Big data is in many ways still a wild frontier, requiring wily smarts and road-tested persistence on the part of those hoping to find insight in all the petabytes.

On Tuesday, IBM announced a new platform it hopes will make things easier.

Dubbed Project DataWorks, the new cloud-based platform is the first to integrate all types of data and bring AI to the table for analytics, IBM said.

Project DataWorks is available on IBM's Bluemix cloud platform and aims to foster collaboration among the many types of people who need to work with data.

Tapping technologies including Apache Spark, IBM Watson Analytics and the IBM Data Science Experience launched in June, the new offering is designed to give users self-service access to data and models while ensuring governance and rapid-iteration capabilities.

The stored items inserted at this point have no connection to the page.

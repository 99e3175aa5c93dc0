//! In-process backend with the same observable behaviour as the sheet:
//! append-only rows, a DUPLICATE check on write, whole-list reads.
//! Used by tests and by `--test` runs of the CLI.

use super::ReservationBackend;
use super::wire::{BookingForm, ReadPayload, WireRecord, WriteResponse};
use crate::errors::{AppError, AppResult};
use crate::models::reservation::Reservation;
use async_trait::async_trait;
use chrono::Local;
use serde_json::Value;
use std::sync::Mutex;
use std::sync::atomic::{AtomicBool, AtomicUsize, Ordering};

#[derive(Debug, Default)]
pub struct InMemoryBackend {
    rows: Mutex<Vec<WireRecord>>,
    rules: Mutex<Option<Vec<Value>>>,
    offline: AtomicBool,
    lose_next_reply: AtomicBool,
    reads: AtomicUsize,
    writes: AtomicUsize,
}

impl InMemoryBackend {
    pub fn new() -> Self {
        Self::default()
    }

    /// Append a row as if another client had written it.
    pub fn seed(&self, reservation: &Reservation) -> AppResult<()> {
        self.seed_raw(WireRecord::from(reservation))
    }

    /// Append a row verbatim (drifted formats included).
    pub fn seed_raw(&self, record: WireRecord) -> AppResult<()> {
        self.lock_rows()?.push(record);
        Ok(())
    }

    /// Reads start answering with the envelope shape carrying these rules.
    pub fn set_rules(&self, rules: Vec<Value>) -> AppResult<()> {
        let mut guard = self
            .rules
            .lock()
            .map_err(|_| AppError::Other("memory backend lock poisoned".into()))?;
        *guard = Some(rules);
        Ok(())
    }

    /// Every call fails with a network error while offline.
    pub fn set_offline(&self, offline: bool) {
        self.offline.store(offline, Ordering::SeqCst);
    }

    /// The next write is stored but its reply is lost.
    pub fn lose_next_reply(&self) {
        self.lose_next_reply.store(true, Ordering::SeqCst);
    }

    pub fn rows(&self) -> AppResult<Vec<Reservation>> {
        Ok(self
            .lock_rows()?
            .iter()
            .map(WireRecord::to_reservation)
            .collect())
    }

    pub fn reads(&self) -> usize {
        self.reads.load(Ordering::SeqCst)
    }

    pub fn writes(&self) -> usize {
        self.writes.load(Ordering::SeqCst)
    }

    fn lock_rows(&self) -> AppResult<std::sync::MutexGuard<'_, Vec<WireRecord>>> {
        self.rows
            .lock()
            .map_err(|_| AppError::Other("memory backend lock poisoned".into()))
    }

    fn check_online(&self) -> AppResult<()> {
        if self.offline.load(Ordering::SeqCst) {
            return Err(AppError::Network("backend offline".to_string()));
        }
        Ok(())
    }
}

#[async_trait]
impl ReservationBackend for InMemoryBackend {
    async fn fetch(&self) -> AppResult<ReadPayload> {
        self.check_online()?;
        self.reads.fetch_add(1, Ordering::SeqCst);

        let records = self.lock_rows()?.clone();
        let rules = self
            .rules
            .lock()
            .map_err(|_| AppError::Other("memory backend lock poisoned".into()))?
            .clone();

        Ok(match rules {
            Some(config) => ReadPayload::Envelope {
                reservations: records,
                config,
            },
            None => ReadPayload::Bare(records),
        })
    }

    async fn submit(&self, form: &BookingForm) -> AppResult<WriteResponse> {
        self.check_online()?;
        self.writes.fetch_add(1, Ordering::SeqCst);

        let wanted = form.to_reservation();
        let key = wanted.key();

        {
            let mut rows = self.lock_rows()?;
            if let Some(holder) = rows
                .iter()
                .map(WireRecord::to_reservation)
                .find(|r| r.key() == key)
            {
                return Ok(WriteResponse::duplicate(format!(
                    "Seat {} is already booked by {}",
                    key.seat_id(),
                    holder.holder()
                )));
            }

            rows.push(WireRecord::from(
                &wanted.with_created_at(Local::now().to_rfc3339()),
            ));
        }

        if self.lose_next_reply.swap(false, Ordering::SeqCst) {
            return Err(AppError::Network("connection reset after write".to_string()));
        }

        Ok(WriteResponse::ok())
    }
}
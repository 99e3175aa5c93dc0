use crate::cli::commands::open_store;
use crate::cli::parser::Cli;
use crate::config::Config;
use crate::errors::AppResult;
use crate::ui::messages::{success, warning};

/// Handle the `init` command
///
/// This initializes:
///  - the config directory and file (skipped in test mode)
///  - the SQLite pending store with all migrations applied
pub fn handle(cli: &Cli) -> AppResult<()> {
    //
    // 1️⃣ CONFIGURATION
    //
    let cfg = Config::init_all(cli.db.clone(), cli.url.clone(), cli.test)?;

    println!("⚙️  Initializing seatsync…");
    if !cli.test {
        println!("📄 Config file : {}", Config::config_file().display());
    }
    println!("🗄️  Database   : {}", &cfg.database);

    //
    // 2️⃣ PENDING STORE (tables + migrations)
    //
    let store = open_store(&cfg)?;
    store.audit(
        "init",
        "Database initialized",
        &format!("Database initialized at {}", &cfg.database),
    );

    success(format!("Database initialized at {}", &cfg.database));

    if cfg.api_url.trim().is_empty() {
        warning("No backend URL configured yet: set `api_url` with `seatsync config --edit`.");
    }

    Ok(())
}
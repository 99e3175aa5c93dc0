use crate::core::normalize::normalize_date;
use crate::errors::{AppError, AppResult};
use chrono::NaiveDate;

pub fn today() -> NaiveDate {
    chrono::Local::now().date_naive()
}

/// Parse a date typed by the user: `YYYY-MM-DD` or `DD/MM/YYYY`.
pub fn parse_date(s: &str) -> Option<NaiveDate> {
    NaiveDate::parse_from_str(&normalize_date(s), "%Y-%m-%d").ok()
}

/// Date argument of a command, defaulting to today.
pub fn resolve_date(arg: Option<&str>) -> AppResult<NaiveDate> {
    match arg {
        Some(s) => parse_date(s).ok_or_else(|| AppError::InvalidDate(s.to_string())),
        None => Ok(today()),
    }
}

pub fn iso(d: NaiveDate) -> String {
    d.format("%Y-%m-%d").to_string()
}
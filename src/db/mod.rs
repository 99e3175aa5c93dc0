pub mod log;
pub mod migrate;
pub mod pending;
pub mod pool;
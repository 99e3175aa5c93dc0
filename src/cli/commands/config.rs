use crate::cli::parser::Commands;
use crate::config::Config;
use crate::errors::AppResult;
use crate::ui::messages::{error, success, warning};
use std::fs;
use std::process::Command;

/// Handle the `config` subcommand
pub fn handle(cmd: &Commands, cfg: &Config) -> AppResult<()> {
    if let Commands::Config {
        print_config,
        check,
        edit_config,
        editor,
    } = cmd
    {
        let path = Config::config_file();

        // ---- PRINT CONFIG ----
        if *print_config {
            println!("📄 Current configuration:\n");
            println!("{}", serde_yaml::to_string(cfg)?);
        }

        // ---- CHECK CONFIG ----
        if *check {
            let content = if path.exists() {
                fs::read_to_string(&path)?
            } else {
                warning(format!("No configuration file at {}", path.display()));
                String::new()
            };

            let missing = Config::missing_keys(&content)?;
            if missing.is_empty() {
                success("Configuration file is complete.");
            } else {
                warning(format!(
                    "Missing keys (defaults in use): {}",
                    missing.join(", ")
                ));
            }
        }

        // ---- EDIT CONFIG ----
        if *edit_config {
            let default_editor = std::env::var("EDITOR")
                .or_else(|_| std::env::var("VISUAL"))
                .unwrap_or_else(|_| {
                    if cfg!(target_os = "windows") {
                        "notepad".to_string()
                    } else {
                        "nano".to_string()
                    }
                });

            // Se l’utente ha passato --editor, usiamo quello
            let editor_to_use = editor.clone().unwrap_or_else(|| default_editor.clone());

            match Command::new(&editor_to_use).arg(&path).status() {
                Ok(s) if s.success() => {
                    success(format!(
                        "Configuration file edited successfully using '{}'",
                        editor_to_use
                    ));
                }
                Ok(_) | Err(_) => {
                    warning(format!(
                        "Editor '{}' not available, falling back to '{}'",
                        editor_to_use, default_editor
                    ));

                    match Command::new(&default_editor).arg(&path).status() {
                        Ok(s) if s.success() => success(format!(
                            "Configuration file edited successfully using fallback '{}'",
                            default_editor
                        )),
                        Ok(_) | Err(_) => error(format!(
                            "Failed to edit configuration file using fallback '{}'",
                            default_editor
                        )),
                    }
                }
            }
        }
    }

    Ok(())
}
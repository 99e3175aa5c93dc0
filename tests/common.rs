#![allow(dead_code)]
use assert_cmd::{Command, cargo_bin_cmd};
use chrono::NaiveDate;
use seatsync::core::engine::ReservationEngine;
use seatsync::core::sync::{SyncService, SyncSettings};
use seatsync::db::pending::PendingStore;
use seatsync::models::booking::BookingRequest;
use seatsync::models::location::Location;
use seatsync::models::reservation::Reservation;
use seatsync::remote::{InMemoryBackend, ReservationBackend};
use std::env;
use std::fs;
use std::path::PathBuf;
use std::sync::Arc;

pub fn seatsync() -> Command {
    cargo_bin_cmd!("seatsync")
}

/// Create a unique test DB path inside the system temp dir and remove any existing file
pub fn setup_test_db(name: &str) -> String {
    let mut path: PathBuf = env::temp_dir();
    path.push(format!("{}_seatsync.sqlite", name));
    let db_path = path.to_string_lossy().to_string();
    fs::remove_file(&db_path).ok();
    db_path
}

/// Create a temporary output file path inside tempdir and ensure it's removed
pub fn temp_out(name: &str, ext: &str) -> String {
    let mut path: PathBuf = env::temp_dir();
    path.push(format!("{}_seatsync_out.{}", name, ext));
    let p = path.to_string_lossy().to_string();
    fs::remove_file(&p).ok();
    p
}

pub fn day(s: &str) -> NaiveDate {
    NaiveDate::parse_from_str(s, "%Y-%m-%d").expect("valid test date")
}

pub fn reservation(date: &str, location: &str, bay: u32, seat: u32, name: &str) -> Reservation {
    Reservation::new(
        date,
        location,
        &bay.to_string(),
        &seat.to_string(),
        name,
        "CEP",
    )
}

pub fn request(date: &str, location: Location, bay: u32, seat: u32, name: &str) -> BookingRequest {
    let department = location.default_departments()[0].to_string();
    BookingRequest {
        date: day(date),
        location,
        bay,
        seat,
        occupant: name.to_string(),
        department,
    }
}

/// A client with an in-memory pending store talking to `backend`.
pub fn client(backend: &Arc<InMemoryBackend>) -> SyncService {
    let store = PendingStore::in_memory().expect("in-memory store");
    let shared: Arc<dyn ReservationBackend> = backend.clone();
    SyncService::new(ReservationEngine::new(store), shared, SyncSettings::default())
}

/// A client whose pending store lives in `db_path`.
pub fn client_on_disk(backend: &Arc<InMemoryBackend>, db_path: &str) -> SyncService {
    let store = PendingStore::open(db_path).expect("open store");
    let shared: Arc<dyn ReservationBackend> = backend.clone();
    SyncService::new(ReservationEngine::new(store), shared, SyncSettings::default())
}
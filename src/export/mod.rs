// src/export/mod.rs

mod fs_utils;
mod json_csv;
mod model;

pub use model::SeatExport;

use crate::core::reconciler::MergedView;
use crate::errors::AppResult;
use crate::ui::messages::{success, warning};
use clap::ValueEnum;
use std::path::Path;

/// Helper comune per messaggi di completamento export.
pub(crate) fn notify_export_success(label: &str, path: &Path, rows: usize) {
    success(format!(
        "{label} export completed: {} ({rows} seats)",
        path.display()
    ));
}

#[derive(Clone, Copy, Debug, PartialEq, Eq, ValueEnum)]
pub enum ExportFormat {
    Csv,
    Json,
}

/// Write the occupied seats of `view` to `file`.
pub fn export_view(view: &MergedView, format: ExportFormat, file: &str, force: bool) -> AppResult<()> {
    let path = Path::new(file);
    fs_utils::ensure_writable(path, force)?;

    let rows = model::rows_from_view(view);
    if rows.is_empty() {
        warning(format!("No occupied seats on {}", view.date()));
    }

    match format {
        ExportFormat::Csv => json_csv::export_csv(&rows, path),
        ExportFormat::Json => json_csv::export_json(&rows, path),
    }
}
use crate::cli::commands::{initial_fetch, open_service};
use crate::cli::parser::{Cli, Commands};
use crate::config::Config;
use crate::errors::AppResult;
use crate::ui::grid;
use crate::utils::date;

/// Handle the `show` command: one fetch, then the seat map of the day.
pub async fn handle(cli: &Cli, cfg: &Config) -> AppResult<()> {
    if let Commands::Show { date: day } = &cli.command {
        let day = date::iso(date::resolve_date(day.as_deref())?);
        let service = open_service(cli, cfg)?;

        initial_fetch(&service).await;

        let engine = service.engine()?;
        let view = engine.view(&day)?;
        println!("{}", grid::render(&day, |key| engine.seat_status(&view, key)));
    }
    Ok(())
}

Project DataWorks can ingest data faster than any other data platform, from 50 to hundreds of Gbps, deriving from sources including enterprise databases, the internet of things (IoT) and social media, according to IBM.

What the company calls "cognitive" capabilities such as those found in its Watson artificial intelligence software, meanwhile, can help pave a speedier path to new insights, it says.

"Analytics is no longer something in isolation for IT to solve," said Derek Schoettle, general manager of cloud data services for IBM Analytics, in an interview.

"In the world we're entering, it's a team sport where data professionals all want to be able to operate on a platform that lets them collaborate securely in a governed manner."

Users can open any data set in Watson Analytics for answers to questions phrased in natural language, such as "what drives this product line?"

Whereas often a data scientist might have to go through hundreds of fields manually to find the answer, Watson Analytics allows them to do it near instantaneously, IBM said.

More than 3,000 developers are working on the Project DataWorks platform, Schoettle said. Some 500,000 users have been trained on the platform, and more than a million business analysts are using it through Watson Analytics.

Available now, the software can be purchased through a pay-as-you-go plan starting at US$75 per month for 20GB. Enterprise pricing is also available.

"Broadly speaking, this brings two things to the table that weren't there before," said Gene Leganza, a vice president and research director with Forrester Research.

First is "a really comprehensive cloud-based platform that brings together all the elements you'd need to drive data innovation," Leganza said.

"It's data management, it's analytics, it's Watson, it's collaboration across different roles, and it's a method to get started. It's really comprehensive, and the fact that it's cloud-based means everyone has access."

The platform's AI-based capabilities, meanwhile, can help users "drive to the next level of innovation with data," he said.

Overall, it's "an enterprise architect's dream" because it could put an end to the ongoing need to integrate diverse products into a functioning whole, Leganza said.

Competition in the analytics market has been largely segmented according to specific technologies, agreed Charles King, principal analyst with Pund-IT.

"If Project DataWorks delivers what IBM intends," King said, "It could change the way that organizations approach and gain value from analyzing their data assets."